For the cadre-based parties, the student wings are a recruitment ground, points out Sabyasachi Basu Ray Chaudhury, professor of political science at the Rabindra Bharati University. "Students have led many national liberation movements like in France and the Vietnam war," he says. Bengal knows it only too well. In the 1960s when the Naxalite movement reared its head, slogans like "Amar Naam, Tomar Naam, Vietnam, Vietnam," reverberated through Bengal. In fact, "Amar Bari, Tomar Bari, Naxalbari, Naxalbari" was an adjunct to it.

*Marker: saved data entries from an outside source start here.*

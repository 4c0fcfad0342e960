use crate::errors::{AppError, AppResult};
use std::path::Path;
use tracing_appender::non_blocking::WorkerGuard;

static LOG_GUARD: std::sync::OnceLock<WorkerGuard> = std::sync::OnceLock::new();

/// Install the process-wide subscriber: env-filtered JSON lines written
/// through a non-blocking daily rolling file under `data_dir/logs`. The
/// host application calls this once at startup.
pub fn init_tracing(data_dir: &Path) -> AppResult<()> {
    let log_dir = data_dir.join("logs");
    std::fs::create_dir_all(&log_dir).map_err(|error| AppError::Io(error.to_string()))?;
    let file_appender = tracing_appender::rolling::daily(log_dir, "jobdesk.log");
    let (non_blocking, guard) = tracing_appender::non_blocking(file_appender);
    let _ = LOG_GUARD.set(guard);

    tracing_subscriber::fmt()
        .with_env_filter(
            tracing_subscriber::EnvFilter::try_from_default_env()
                .unwrap_or_else(|_| tracing_subscriber::EnvFilter::new("info")),
        )
        .json()
        .with_writer(non_blocking)
        .try_init()
        .map_err(|error| AppError::Internal(error.to_string()))
}
use crate::errors::AppResult;
use crate::models::{job_prefix, parse_date, Project};
use crate::store::{decode_record, JobStore};
use chrono::{Local, NaiveDate};
use indexmap::IndexMap;
use serde::Serialize;
use std::collections::BTreeMap;
use std::fs;

/// Lock-free, point-in-time merge of every active job's projects.
///
/// The aggregator never touches the lock service: it copies each backing
/// record into a private temp slot, reads the copy, and discards it. The
/// result is coherent per job but only approximately consistent across
/// jobs, and must never be fed back into a save without a fresh checkout.
pub struct SnapshotAggregator<'a> {
    store: &'a JobStore,
    caller_id: String,
}

impl<'a> SnapshotAggregator<'a> {
    pub fn new(store: &'a JobStore, caller_id: impl Into<String>) -> Self {
        Self {
            store,
            caller_id: caller_id.into(),
        }
    }

    /// All projects across all active jobs, keyed by project key.
    pub fn merged_projects(&self) -> AppResult<IndexMap<String, Project>> {
        let mut merged = IndexMap::new();
        for job_id in self.store.list_active()? {
            // Temp slots are keyed by job and caller: reruns by the same
            // caller overwrite their slot, different callers never collide.
            let temp = self
                .store
                .temp_dir()
                .join(format!("{}.{}", job_id, self.caller_id));
            if let Err(error) = fs::copy(self.store.record_path(&job_id), &temp) {
                // A record can vanish between enumeration and copy when
                // another user completes the job. Reporting carries on.
                tracing::warn!(%job_id, %error, "skipping job record during snapshot");
                continue;
            }
            match fs::read(&temp) {
                Ok(bytes) => match decode_record(&job_id, &bytes) {
                    Ok(job) => {
                        for (key, project) in job.projects {
                            merged.insert(key, project);
                        }
                    }
                    Err(error) => {
                        tracing::warn!(%job_id, %error, "skipping unreadable snapshot copy")
                    }
                },
                Err(error) => tracing::warn!(%job_id, %error, "skipping unreadable snapshot copy"),
            }
            let _ = fs::remove_file(&temp);
        }
        Ok(merged)
    }
}

/// Group a merged project view by the owning job's id prefix.
pub fn group_by_job(merged: &IndexMap<String, Project>) -> BTreeMap<String, Vec<Project>> {
    let mut grouped: BTreeMap<String, Vec<Project>> = BTreeMap::new();
    for (key, project) in merged {
        grouped
            .entry(job_prefix(key).to_string())
            .or_default()
            .push(project.clone());
    }
    grouped
}

#[derive(Debug, Default, Clone, Copy, PartialEq, Eq, Serialize)]
#[serde(rename_all = "camelCase")]
pub struct DueSummary {
    pub expired: usize,
    pub today: usize,
    pub approaching: usize,
}

/// "Jobs at a glance": bucket each job's non-terminal projects by due-date
/// proximity. Due dates are parsed to calendar dates before comparing;
/// completed projects never count.
pub fn jobs_at_a_glance(
    grouped: &BTreeMap<String, Vec<Project>>,
    today: NaiveDate,
) -> BTreeMap<String, DueSummary> {
    let mut glance = BTreeMap::new();
    for (job_id, projects) in grouped {
        let mut summary = DueSummary::default();
        for project in projects {
            if project.status.is_terminal() {
                continue;
            }
            let due = match parse_date(&project.due_date) {
                Ok(due) => due,
                Err(error) => {
                    tracing::warn!(%job_id, %error, "skipping project with unreadable due date");
                    continue;
                }
            };
            let remaining = (due - today).num_days();
            if remaining < 0 {
                summary.expired += 1;
            } else if remaining == 0 {
                summary.today += 1;
            } else if remaining < 3 {
                summary.approaching += 1;
            }
        }
        glance.insert(job_id.clone(), summary);
    }
    glance
}

pub fn jobs_at_a_glance_now(grouped: &BTreeMap<String, Vec<Project>>) -> BTreeMap<String, DueSummary> {
    jobs_at_a_glance(grouped, Local::now().date_naive())
}

#[cfg(test)]
mod tests {
    use super::*;
    use crate::models::ProjectStatus;

    fn temp_store() -> (tempfile::TempDir, JobStore) {
        let root = tempfile::tempdir().expect("temp store root");
        let store = JobStore::connect(root.path()).expect("connect");
        (root, store)
    }

    fn seeded_job(store: &JobStore, job_id: &str, keys: &[(&str, &str, ProjectStatus)]) {
        let mut job = store.create(job_id, None).expect("create");
        for (key, due, status) in keys {
            job.add_project(key, "work", "Brandon", due, *status)
                .expect("add project");
        }
        store.save(job_id, &job).expect("save");
    }

    #[test]
    fn merges_projects_across_active_jobs() {
        let (_root, store) = temp_store();
        seeded_job(
            &store,
            "105000",
            &[("105000.177-43", "01/01/2020", ProjectStatus::Unassigned)],
        );
        seeded_job(
            &store,
            "105001",
            &[
                ("105001-01-02-03", "01/06/2020", ProjectStatus::InProcess),
                ("105001.20-1", "01/07/2020", ProjectStatus::OnHold),
            ],
        );

        let aggregator = SnapshotAggregator::new(&store, "brandon");
        let merged = aggregator.merged_projects().expect("merge");
        assert_eq!(merged.len(), 3);
        assert!(merged.contains_key("105000.177-43"));
        assert!(merged.contains_key("105001-01-02-03"));

        let grouped = group_by_job(&merged);
        assert_eq!(grouped.get("105000").map(Vec::len), Some(1));
        assert_eq!(grouped.get("105001").map(Vec::len), Some(2));

        // Temp slots are always removed after the merge.
        let leftovers = fs::read_dir(store.temp_dir()).expect("temp dir").count();
        assert_eq!(leftovers, 0);
    }

    #[test]
    fn a_vanished_record_is_skipped_without_raising() {
        let (_root, store) = temp_store();
        seeded_job(
            &store,
            "105000",
            &[("105000.177-43", "01/01/2020", ProjectStatus::Unassigned)],
        );
        seeded_job(
            &store,
            "105001",
            &[("105001.20-1", "01/07/2020", ProjectStatus::InProcess)],
        );

        // Leave the lock marker behind so 105001 still enumerates as active,
        // then delete its record: the copy step loses the race.
        fs::remove_file(store.record_path("105001")).expect("drop record");

        let merged = SnapshotAggregator::new(&store, "brandon")
            .merged_projects()
            .expect("merge survives the race");
        assert_eq!(merged.len(), 1);
        assert!(merged.contains_key("105000.177-43"));
    }

    #[test]
    fn concurrent_callers_use_disjoint_temp_slots() {
        let (_root, store) = temp_store();
        seeded_job(
            &store,
            "105000",
            &[("105000.177-43", "01/01/2020", ProjectStatus::Unassigned)],
        );

        let first = SnapshotAggregator::new(&store, "brandon");
        let second = SnapshotAggregator::new(&store, "alex");
        assert_eq!(first.merged_projects().expect("first merge").len(), 1);
        assert_eq!(second.merged_projects().expect("second merge").len(), 1);
    }

    #[test]
    fn glance_buckets_by_days_remaining() {
        let (_root, store) = temp_store();
        seeded_job(
            &store,
            "105000",
            &[
                ("105000.1", "01/01/2020", ProjectStatus::Unassigned), // expired
                ("105000.2", "01/05/2020", ProjectStatus::InProcess),  // today
                ("105000.3", "01/06/2020", ProjectStatus::InProcess),  // approaching
                ("105000.4", "01/07/2020", ProjectStatus::AtReview),   // approaching
                ("105000.5", "01/08/2020", ProjectStatus::InProcess),  // outside window
                ("105000.6", "01/01/2020", ProjectStatus::Completed),  // excluded
            ],
        );

        let merged = SnapshotAggregator::new(&store, "brandon")
            .merged_projects()
            .expect("merge");
        let grouped = group_by_job(&merged);
        let today = parse_date("01/05/2020").expect("today");
        let glance = jobs_at_a_glance(&grouped, today);

        let summary = glance.get("105000").expect("summary");
        assert_eq!(
            *summary,
            DueSummary {
                expired: 1,
                today: 1,
                approaching: 2,
            }
        );
    }

    #[test]
    fn glance_against_the_current_date_covers_every_job() {
        let (_root, store) = temp_store();
        seeded_job(
            &store,
            "105000",
            &[("105000.1", "01/01/2020", ProjectStatus::InProcess)],
        );

        let merged = SnapshotAggregator::new(&store, "brandon")
            .merged_projects()
            .expect("merge");
        let glance = jobs_at_a_glance_now(&group_by_job(&merged));
        assert!(glance.contains_key("105000"));
    }

    #[test]
    fn overdue_scenario_counts_one_expired_project() {
        let (_root, store) = temp_store();
        seeded_job(
            &store,
            "105000",
            &[("105000.177-43", "01/01/2020", ProjectStatus::Unassigned)],
        );

        let merged = SnapshotAggregator::new(&store, "brandon")
            .merged_projects()
            .expect("merge");
        let project = merged.get("105000.177-43").expect("project");
        assert_eq!(project.owner, "Brandon");

        let glance = jobs_at_a_glance(&group_by_job(&merged), parse_date("01/05/2020").expect("today"));
        assert_eq!(glance.get("105000").expect("summary").expired, 1);
    }
}
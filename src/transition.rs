use crate::checkout::checkout;
use crate::errors::{AppError, AppResult};
use crate::lock::LockService;
use crate::models::{is_drawing_num, single_job_id, Job, ProjectStatus};
use crate::routing::{
    leading_token, move_to, workspace_documents, CompletionNotifier, DestinationResolver,
};
use crate::store::JobStore;

/// Outcome of a terminal status change: which expected document identifiers
/// were routed, and which had no matching document. Missing documents are
/// reported to the caller and never block the status change itself.
#[derive(Debug, Default, Clone, PartialEq, Eq, serde::Serialize)]
#[serde(rename_all = "camelCase")]
pub struct StatusReport {
    pub moved: Vec<String>,
    pub missing: Vec<String>,
}

/// Apply a new status to the selected projects of a checked-out job.
///
/// When the status is terminal, the corresponding finished documents are
/// routed out of the workspace first; a destination-resolution failure
/// aborts before any status mutates. Afterwards every selected project's
/// status is set unconditionally. Re-running the same completion finds no
/// documents left to move but still sets the statuses.
pub fn apply_status(
    job: &mut Job,
    selection: &[String],
    status: ProjectStatus,
    resolver: &dyn DestinationResolver,
) -> AppResult<StatusReport> {
    if selection.is_empty() {
        return Err(AppError::AmbiguousSelection(
            "no projects are selected".to_string(),
        ));
    }
    let job_id = single_job_id(selection)?;
    if job_id != job.job_id() {
        return Err(AppError::AmbiguousSelection(format!(
            "selection belongs to job {}, not {}",
            job_id,
            job.job_id()
        )));
    }
    for key in selection {
        if !job.projects.contains_key(key) {
            return Err(AppError::NotFound(format!(
                "no project '{}' in job {}",
                key, job_id
            )));
        }
    }

    let report = if status.is_terminal() {
        route_finished_documents(job, selection, resolver)?
    } else {
        StatusReport::default()
    };

    for key in selection {
        if let Some(project) = job.projects.get_mut(key) {
            project.status = status;
        }
    }
    tracing::info!(
        job_id = %job.job_id(),
        status = status.as_str(),
        selected = selection.len(),
        moved = report.moved.len(),
        missing = report.missing.len(),
        "project status applied"
    );
    Ok(report)
}

fn route_finished_documents(
    job: &Job,
    selection: &[String],
    resolver: &dyn DestinationResolver,
) -> AppResult<StatusReport> {
    let expected: Vec<String> = selection
        .iter()
        .filter(|key| is_drawing_num(key))
        .cloned()
        .collect();

    let destination = resolver.finished_documents_dir(job.job_id())?;

    let documents = match job.workspace.as_deref() {
        Some(workspace) => workspace_documents(workspace),
        None => Vec::new(),
    };

    let mut moved = Vec::new();
    for document in documents {
        if moved.len() >= expected.len() {
            break;
        }
        let Some(filename) = document.file_name().and_then(|name| name.to_str()) else {
            continue;
        };
        let token = leading_token(filename);
        if selection.iter().any(|key| key == token) {
            move_to(&document, &destination)?;
            moved.push(token.to_string());
        }
    }

    let missing = expected
        .iter()
        .filter(|key| !moved.contains(*key))
        .cloned()
        .collect();
    Ok(StatusReport { moved, missing })
}

#[derive(Debug, Clone, serde::Serialize)]
#[serde(rename_all = "camelCase")]
pub struct ClosedJobSummary {
    pub job_id: String,
    pub drawing_count: usize,
    pub incomplete_count: usize,
    pub documents_moved: usize,
}

/// Administratively close a job: check it out, sweep every remaining
/// workspace document to the finished-documents folder, delete the job's
/// backing files, and send the confirmation.
pub fn close_job(
    store: &JobStore,
    locks: &dyn LockService,
    owner_id: &str,
    job_id: &str,
    resolver: &dyn DestinationResolver,
    notifier: &dyn CompletionNotifier,
) -> AppResult<ClosedJobSummary> {
    let mut session = checkout(store, locks, owner_id, job_id)?;

    let drawing_nums = session.job.drawing_numbers();
    let incomplete_count = drawing_nums
        .iter()
        .filter_map(|key| session.job.projects.get(key))
        .filter(|project| !project.status.is_terminal())
        .count();

    let destination = resolver.finished_documents_dir(job_id)?;
    let mut documents_moved = 0usize;
    if let Some(workspace) = session.job.workspace.clone() {
        for document in workspace_documents(&workspace) {
            move_to(&document, &destination)?;
            documents_moved += 1;
        }
    }

    let due_by = session.job.latest_due_date();
    store.remove(job_id)?;
    // The marker went with the backing files; releasing is a formality that
    // clears the session's grant state.
    session.release(locks)?;

    let summary = ClosedJobSummary {
        job_id: job_id.to_string(),
        drawing_count: drawing_nums.len(),
        incomplete_count,
        documents_moved,
    };
    let mut lines = vec![
        format!("Drawings found: {}", summary.drawing_count),
        format!("Drawings not completed: {}", summary.incomplete_count),
        format!("Documents moved: {}", summary.documents_moved),
    ];
    if let Some(due_by) = &due_by {
        lines.push(format!("Due by: {}", due_by));
    }
    notifier.job_closed(job_id, &lines)?;
    tracing::info!(
        job_id,
        drawings = summary.drawing_count,
        incomplete = summary.incomplete_count,
        moved = summary.documents_moved,
        "job closed"
    );
    Ok(summary)
}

Students - some of them the best and brightest - quit colleges to join the movement. Landlords, businessmen, politicians and the police were seen as class enemies. When Congress Chief Minister Siddhartha Sankar Ray gave the police a free hand to deal with the armed struggle, they were also eliminated by the dozen. Bengal was in a trance.
Perhaps a scene in Satyajit Ray's Pratidwandi (1970) captures the mood during the time best. Siddhartha, the protagonist, is asked about the most significant event in the last decade at a job interview. His reply: the war in Vietnam (more important than man landing on the moon). Needless to say, Siddhartha didn't get the job.